# Exploratory Data Analysis (EDA) Overview

## Emotion Face Classifier Notebook 2

Generates summary and visuals of counts of emotion by usage.

This notebook focuses on data proportions and counts, next notebook explores image properties such as pixel density.

In [None]:
%load_ext autoreload
%autoreload 2

In [None]:
import os
import pandas as pd

In [None]:
from datascifuncs.tidbit_tools import load_json, write_json, print_json, check_directory_name

In [None]:
# Ensure working directory for correct filepaths
main_dir = 'EmotionFaceClassifier'
check_directory_name(main_dir)

In [None]:
from utils.eda import plot_emotion_counts, plot_emotion_waffle

### Set Paths and Load Data

Defines paths for imports and exports.

Imports json details for plotting styles.

In [None]:
intermediate_data = os.path.join('data', 'intermediate')
os.makedirs(intermediate_data, exist_ok=True)

In [None]:
image_dir = './images'
os.makedirs(image_dir, exist_ok=True)

In [None]:
gby_df_path = os.path.join(intermediate_data, 'count_pivot.csv')

In [None]:
common_dicts = load_json('./configs/input_mappings.json')
print_json(common_dicts)

In [None]:
# Select emotion mapping section of json
emo_dict = common_dicts['emo_dict']
print_json(emo_dict)

In [None]:
# Style settings for plotly 
style_dict = common_dicts['plotly_styles']
print_json(style_dict)

In [None]:
# Get subset of emo-color mappings
color_dict = common_dicts['color_dict']
color_dict

In [None]:
# Category ordering
category_order = common_dicts['category_order']

In [None]:
style_dict['Training']['color']=color_dict
style_dict['Testing']['color']=color_dict

### Load and Explore Data

Loads data, explores features, and generates counts df for plotting.

In [None]:
# Read in FER 2013 data
fer2013_path = 'data/fer2013_paths.csv'
fer2013 = pd.read_csv(fer2013_path)

In [None]:
# Check column names and shape
print(fer2013.columns)
print(fer2013.shape)

In [None]:
# Check emotion values
print(sorted(fer2013['emotion'].unique()))

In [None]:
# Create groupby counts of each emotion
gby = fer2013.groupby(['emotion', 'usage'], as_index=False).size()
gby

In [None]:
# Sort df for consistency
gby.sort_values(by=['usage'], ascending=False, inplace=True)
gby

In [None]:
# Rename size column to Count for plots
gby = gby.rename(columns={'size':'Count'})
gby

In [None]:
# Map colors to emotions
gby['color'] = gby['emotion'].map(color_dict)
gby

In [None]:
# Map opacity by usage for plots (Train=1, Test=.5)
gby['opacity'] = gby['usage'].apply(lambda x: 1.0 if x == 'Training' else 0.5)
gby

In [None]:
# Save df to path set above
gby.to_csv(gby_df_path, index=False)

## Data Count Visualizations

Plots display both usage and emotion in multiple formats to show data distrubtion.

### Bar Plots

Key options for customization of bar plots include:
    - output_path: If None will not save, otherwise saves to given path
    - is_stacked: Boolean, if True stack usage, otherwise group
    - auto_text: Boolean, default False.
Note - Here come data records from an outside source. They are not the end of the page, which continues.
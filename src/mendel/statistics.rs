

pub fn mean (v: &[f64]) -> f64 {
    if v.is_empty() { return 0.0 };
    v.iter().sum::<f64>() / v.len() as f64
}

pub fn standard_deviation (v: &[f64]) -> f64 {
    if v.is_empty() { return 0.0 };
    let m = mean(v);
    (v.iter()
      .map(|&x| (x - m).powi(2))
      .sum::<f64>() / v.len() as f64).sqrt()
}

#[cfg(test)]
mod tests {
    use super::*;

    #[test]
    fn mean_of_empty_is_zero () {
        assert_eq!(mean(&[]), 0.0);
    }

    #[test]
    fn mean_and_stddev () {
        let v = vec![2.0, 4.0, 4.0, 4.0, 5.0, 5.0, 7.0, 9.0];
        assert_eq!(mean(&v), 5.0);
        assert_eq!(standard_deviation(&v), 2.0);
    }
}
If True, adds counts as text above data
    - legend_note: If not None, text will be displayed in a box. Used for additional details as needed.

In [None]:
# Set order of categories to consistency across plots
filtered_order = [cat for cat in category_order if cat in gby['emotion'].unique()]

In [None]:
annotation_text = """
Train Images: Solid color   Test Images: 0.5 opacity with 'x' pattern
"""

In [None]:
# key settings: stacked, totals displayed
fig = plot_emotion_counts(
    dataframe=gby, 
    x_axis='emotion', 
    y_axis='Count',
    color_by='usage', 
    plot_title='Emotion Counts by Usage (Train/Test)', 
    output_path=os.path.join(image_dir, 'emotion_usage_count_bar.png'),
    is_stacked=True,
    styling_dict=style_dict,
    legend_note=annotation_text,
    auto_text=True,
    order_categories=filtered_order    
)
fig.show()

## Waffle Graph

This type of visual is helpful for classification proportion assessment.

Data will be reduced to the specified number of points and displayed by color.

In [None]:
waffle_path = os.path.join(image_dir, 'waffle_side_by_side.png')

In [None]:
plot_emotion_waffle(
        dataframe=gby,
        count_column='Count', 
        group_column='emotion', 
        split_column='usage',
        color_column='color',
        rows=20, 
        columns=20,
        output_path=waffle_path)